Armstrong, a member at the ACT's Gold Creek who plays pennants for The Lakes in Sydney, overcame an early double-bogey at the Flint Hills National Golf Club to post a five-under round that left him at seven under for his two stroke play rounds.

That left Armstrong well placed as the fifth seed when the match play phase starts tomorrow, when he'll be joined by the two other Aussies in the field that was today whittled to 64.

Perth's Min Woo Lee was equally as impressive in carding a second-round 67 that left him at six under in total and seeded seventh, while Melbourne's Cameron John fired a 74 that left him three over and seeded 47th.

Armstrong's eight-birdie charge left him just three behind American medallist Austin Eckroat, the 2016 Sage Valley Invitational champion who carved out his own quality 66.

But the giant young Aussie was more than happy with his progress.

"Yesterday was one of those days when I hit it pretty average, but the short game was unreal," Armstron said.

"I did some work on range in the arvo and sorted it and then came out this morning and thought it was all there and just tried to let it happen and it did.

"I kept to my plan, stayed patient and it all went well."

Armstrong, a member of the ACT junior and NSW senior teams, began with a birdie, but quickly gave back the advantage with a horrid drive on the second that cost him a double-bogey six.

"That was just a total mental switch-off on that tee shot. I lost the ball," he said.

"But I concentrated hard after that and got it back pretty quickly."

Birdies at the third, fifth and seventh were countered by a bogey on the ninth, but four more on the back nine without a blemish had Armstrong in a good position for the prospect of up to six matches in coming days.

"All the business is ahead of us now. But I'm confident what I'm doing will translate well into match play.

"It's still just playing golf."

Lee, a member at Royal Fremantle, was equally focused on the match play where, in defence of his title, he is seeking to become just the third player to win this famous tournament more than once after a couple of reasonable names - Tiger Woods (3 times) and Jordan Spieth.

Lee said he was enjoying the notoriety of having his face adorn promotional banners on the driving range and around the course.

"No, it doesn't bother me to see that. It's funny walking past people who recognise you and have big grins on their faces, more than anything," the 18-year-old said.

"The comparisons to Tiger and Jordan are nice.
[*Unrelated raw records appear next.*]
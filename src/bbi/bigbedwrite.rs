//! The bigBed writer pipeline: one forward pass plus three fix-up passes.
//!
//! The chromosome B+-tree is a true multi-level build via
//! [`crate::bplustree`], and the zoom pyramid is built by re-summarizing the
//! file just written rather than accumulating reduction levels inline
//! during pass 1, so the pyramid builder goes through the same
//! `get_interval` surface any other caller would use.

use std::collections::BTreeMap;
use std::fs::File;
use std::io::{self, Seek, SeekFrom, Write};
use std::path::PathBuf;
use std::sync::Arc;

use byteordered::{ByteOrdered, Endianness};
use thiserror::Error;

use crate::bbi::bigbedread::{BigBedRead, BigBedReadOpenError};
use crate::bbi::{BedEntry, ZoomHeader, BIGBED_MAGIC};
use crate::bplustree::{write_b_plus_tree, BPlusTreeItem};
use crate::byteio::{ByteWriter, Compression};
use crate::interval::GenomicBox;
use crate::rtree::{write_r_tree, RTreeLeaf};
use crate::summary::{Summary, ZoomRecord};

/// Tunables for a single bigBed write: compression, slot/block sizing, zoom
/// pyramid depth, explicit byte order, and a cooperative cancellation hook
/// checked between chromosomes.
#[derive(Clone)]
pub struct BigBedWriteOptions {
    pub compression: Compression,
    pub items_per_slot: u32,
    pub block_size: u32,
    pub zoom_level_count: u32,
    pub byte_order: Endianness,
    pub cancel: Option<Arc<dyn Fn() -> bool + Send + Sync>>,
}

impl Default for BigBedWriteOptions {
    fn default() -> Self {
        BigBedWriteOptions {
            compression: Compression::Deflate,
            items_per_slot: 512,
            block_size: 256,
            zoom_level_count: 10,
            byte_order: Endianness::Little,
            cancel: None,
        }
    }
}

#[derive(Error, Debug)]
pub enum BigBedWriteError {
    #[error("chromosomes passed to write() must be a superset of every entry's chromosome")]
    UnknownChrom(String),
    #[error("entries for {chrom:?} are not sorted by start: {prev_start} appears before {start}")]
    Unsorted {
        chrom: String,
        prev_start: u32,
        start: u32,
    },
    #[error("write was cancelled")]
    Cancelled,
    #[error(transparent)]
    ReopenForZoom(#[from] BigBedReadOpenError),
    #[error("i/o error: {0}")]
    Io(#[from] io::Error),
}

pub struct BigBedWrite {
    path: PathBuf,
    pub options: BigBedWriteOptions,
}

impl BigBedWrite {
    pub fn create_file(path: impl Into<PathBuf>, options: BigBedWriteOptions) -> Self {
        BigBedWrite {
            path: path.into(),
            options,
        }
    }

    fn check_cancel(&self) -> Result<(), BigBedWriteError> {
        if let Some(cancel) = &self.options.cancel {
            if cancel() {
                return Err(BigBedWriteError::Cancelled);
            }
        }
        Ok(())
    }

    /// Writes a full bigBed file: chrom sizes (name -> length) and, per
    /// chromosome, the already-sorted `BedEntry`s for it. `chrom_sizes`
    /// must contain every chromosome appearing in `entries`.
    pub fn write(
        &self,
        chrom_sizes: BTreeMap<String, u32>,
        entries: BTreeMap<String, Vec<BedEntry>>,
    ) -> Result<(), BigBedWriteError> {
        for (chrom, chrom_entries) in &entries {
            if !chrom_sizes.contains_key(chrom) {
                return Err(BigBedWriteError::UnknownChrom(chrom.clone()));
            }
            for pair in chrom_entries.windows(2) {
                if pair[1].start < pair[0].start {
                    return Err(BigBedWriteError::Unsorted {
                        chrom: chrom.clone(),
                        prev_start: pair[0].start,
                        start: pair[1].start,
                    });
                }
            }
        }

        let mut chrom_ids: Vec<(String, u32, u32)> = chrom_sizes
            .iter()
            .enumerate()
            .map(|(ix, (name, size))| (name.clone(), ix as u32, *size))
            .collect();
        chrom_ids.sort_by(|a, b| a.0.cmp(&b.0));
        let chrom_id_of = |name: &str| -> u32 {
            chrom_ids.iter().find(|(n, ..)| n == name).unwrap().1
        };

        let file = File::create(&self.path)?;
        let mut writer = ByteWriter::new(file, self.options.byte_order);

        // Pass 1: reserve header + zoom-table slots, write the B+-tree,
        // then stream data blocks while collecting R+-tree leaves and a
        // running total summary.
        writer.skip_bytes(64, 0)?;
        let zoom_table_offset = writer.tell()?;
        writer.skip_bytes(24 * self.options.zoom_level_count as usize, 0)?;

        let chromosome_tree_offset = writer.tell()?;
        let tree_items: Vec<BPlusTreeItem> = chrom_ids
            .iter()
            .map(|(name, id, size)| BPlusTreeItem {
                name: name.clone(),
                id: *id,
                size: *size,
            })
            .collect();
        write_b_plus_tree(&mut writer, tree_items, self.options.block_size)?;

        let full_data_offset = writer.tell()?;
        let total_items: u64 = entries.values().map(|v| v.len() as u64).sum();
        writer.write_u64(total_items)?;

        let mut leaves = Vec::new();
        let mut total_summary = Summary::identity();
        let mut max_uncompressed: u32 = 0;
        for (chrom_name, chrom_entries) in &entries {
            self.check_cancel()?;
            let chrom_ix = chrom_id_of(chrom_name);
            for chunk in chrom_entries.chunks(self.options.items_per_slot.max(1) as usize) {
                let mut cursor = ByteOrdered::runtime(Vec::new(), self.options.byte_order);
                for entry in chunk {
                    cursor.write_u32(chrom_ix)?;
                    cursor.write_u32(entry.start)?;
                    cursor.write_u32(entry.end)?;
                    cursor.write_all(entry.rest.as_bytes())?;
                    cursor.write_u8(0)?;
                    total_summary = total_summary.merge(&Summary::single(
                        (entry.end - entry.start) as u64,
                        1.0,
                    ));
                }
                let raw = cursor.into_inner();
                let data_offset = writer.tell()?;
                writer.write_compressed_block(&raw, self.options.compression)?;
                let data_size = writer.tell()? - data_offset;
                max_uncompressed = max_uncompressed.max(raw.len() as u32);
                let first = &chunk[0];
                let last = &chunk[chunk.len() - 1];
                leaves.push(RTreeLeaf {
                    bbox: GenomicBox {
                        start_chrom_ix: chrom_ix,
                        start_base: first.start,
                        end_chrom_ix: chrom_ix,
                        end_base: last.end,
                    },
                    data_offset,
                    data_size,
                });
            }
        }

        let full_index_offset = writer.tell()?;
        write_r_tree(
            &mut writer,
            leaves,
            self.options.block_size,
            self.options.items_per_slot,
            full_index_offset,
        )?;

        let auto_sql_offset = 0u64;
        let total_summary_offset = writer.tell()?;
        writer.skip_bytes(40, 0)?;

        writer.get_mut().flush()?;

        // Pass 3: zoom pyramid, built by re-summarizing the file just
        // written rather than accumulating reduction levels inline above.
        let zoom_headers = self.build_zoom_pyramid(&mut writer, &chrom_ids, &total_summary)?;

        // Pass 2: header fixup.
        writer.seek_to(0)?;
        writer.write_u32(match self.options.byte_order {
            Endianness::Little => BIGBED_MAGIC.0,
            Endianness::Big => BIGBED_MAGIC.1,
        })?;
        writer.write_u16(self.options.compression.version())?;
        writer.write_u16(zoom_headers.len() as u16)?;
        writer.write_u64(chromosome_tree_offset)?;
        writer.write_u64(full_data_offset)?;
        writer.write_u64(full_index_offset)?;
        writer.write_u16(3)?;
        writer.write_u16(3)?;
        writer.write_u64(auto_sql_offset)?;
        writer.write_u64(total_summary_offset)?;
        writer.write_u32(if self.options.compression == Compression::None {
            0
        } else {
            max_uncompressed
        })?;
        writer.write_u64(0)?;

        writer.seek_to(zoom_table_offset)?;
        for header in &zoom_headers {
            writer.write_u32(header.reduction_level)?;
            writer.write_u32(0)?;
            writer.write_u64(header.data_offset)?;
            writer.write_u64(header.index_offset)?;
        }

        // Pass 4: total-summary fixup (already computed during pass 1;
        // this is where it lands on disk).
        writer.seek_to(total_summary_offset)?;
        writer.write_u64(total_summary.bases_covered)?;
        writer.write_f64(if total_summary.is_empty() { 0.0 } else { total_summary.min_val })?;
        writer.write_f64(if total_summary.is_empty() { 0.0 } else { total_summary.max_val })?;
        writer.write_f64(total_summary.sum)?;
        writer.write_f64(total_summary.sum_squares)?;

        writer.get_mut().flush()?;
        Ok(())
    }

    /// Builds each zoom level by reopening the file written so far and
    /// re-querying it window by window, rather than folding summaries
    /// inline during the main data pass. The initial reduction is
    /// `max(1, sum/count) * 10` per bigBed's coverage-depth convention;
    /// each subsequent level multiplies by a fixed step factor.
    fn build_zoom_pyramid<W: Write + Seek>(
        &self,
        writer: &mut ByteWriter<W>,
        chrom_ids: &[(String, u32, u32)],
        total_summary: &Summary,
    ) -> Result<Vec<ZoomHeader>, BigBedWriteError> {
        const STEP_FACTOR: u32 = 4;
        writer.get_mut().flush()?;

        let mean = if total_summary.bases_covered > 0 {
            (total_summary.sum / total_summary.bases_covered as f64).max(1.0)
        } else {
            1.0
        };
        let initial_reduction = (mean as u32).max(1) * 10;

        let mut headers = Vec::new();
        let mut reduction = initial_reduction;
        for _ in 0..self.options.zoom_level_count {
            self.check_cancel()?;
            let mut reader = BigBedRead::open(File::open(&self.path)?)?;
            let mut records: Vec<ZoomRecord> = Vec::new();

            for (name, id, size) in chrom_ids {
                let mut pos = 0u32;
                while pos < *size {
                    let window_end = (pos + reduction).min(*size);
                    let entries: Vec<_> = reader
                        .get_interval(name, pos, window_end, true)
                        .map_err(|e| io::Error::new(io::ErrorKind::Other, e.to_string()))?
                        .collect::<Result<Vec<_>, _>>()
                        .map_err(|e| io::Error::new(io::ErrorKind::Other, e.to_string()))?;
                    let mut summary = Summary::identity();
                    for entry in &entries {
                        let s = entry.start.max(pos);
                        let e = entry.end.min(window_end);
                        if e > s {
                            summary = summary.merge(&Summary::single((e - s) as u64, 1.0));
                        }
                    }
                    if !summary.is_empty() {
                        records.push(ZoomRecord {
                            chrom: *id,
                            start: pos,
                            end: window_end,
                            summary,
                        });
                    }
                    pos = window_end;
                }
            }

            if records.is_empty() {
                break;
            }

            let mut leaves = Vec::new();
            for chunk in records.chunks(self.options.items_per_slot.max(1) as usize) {
                let mut cursor = ByteOrdered::runtime(
                    Vec::with_capacity(chunk.len() * ZoomRecord::ENCODED_SIZE),
                    self.options.byte_order,
                );
                for record in chunk {
                    cursor.write_u32(record.chrom)?;
                    cursor.write_u32(record.start)?;
                    cursor.write_u32(record.end)?;
                    cursor.write_u32(record.summary.bases_covered as u32)?;
                    cursor.write_f32(record.summary.min_val as f32)?;
                    cursor.write_f32(record.summary.max_val as f32)?;
                    cursor.write_f32(record.summary.sum as f32)?;
                    cursor.write_f32(record.summary.sum_squares as f32)?;
                }
                let raw = cursor.into_inner();
                let data_offset = writer.tell()?;
                writer.write_compressed_block(&raw, self.options.compression)?;
                let data_size = writer.tell()? - data_offset;
                let first = &chunk[0];
                let last = &chunk[chunk.len() - 1];
                leaves.push(RTreeLeaf {
                    bbox: GenomicBox {
                        start_chrom_ix: first.chrom,
                        start_base: first.start,
                        end_chrom_ix: last.chrom,
                        end_base: last.end,
                    },
                    data_offset,
                    data_size,
                });
            }

            let data_offset = leaves[0].data_offset;
            let index_offset = writer.tell()?;
            write_r_tree(
                writer,
                leaves,
                self.options.block_size,
                self.options.items_per_slot,
                index_offset,
            )?;
            headers.push(ZoomHeader {
                reduction_level: reduction,
                data_offset,
                index_offset,
            });
            reduction = reduction.saturating_mul(STEP_FACTOR);
        }

        Ok(headers)
    }
}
It actually motivates me more because it is special, but it definitely doesn't worry me.

"It's kind of like what people were saying with (sister and LPGA Tour star) Minjee last year about winning it as brother and sister and that didn't bother me either."

Lee said he drove the ball far better in a second round that featured six birdies and a pair of bogeys, but also learnt his lesson on the greens as he prepares for match play.

"I actually left a lot of putts short today because the greens are much slower than normal here, so if I can hit it harder tomorrow, I'm confident (I'll go well) again."

John, a member at Commonwealth, couldn't buy a putt but only really paid the price with a double-bogey on the short par-four sixth.

The Australian Junior champion's 74 came despite hitting 14 greens in regulation, leaving him, too, confident that he'll be right in the knockout phase should his putter behave as he'd expect.

The first round of match play begins tomorrow.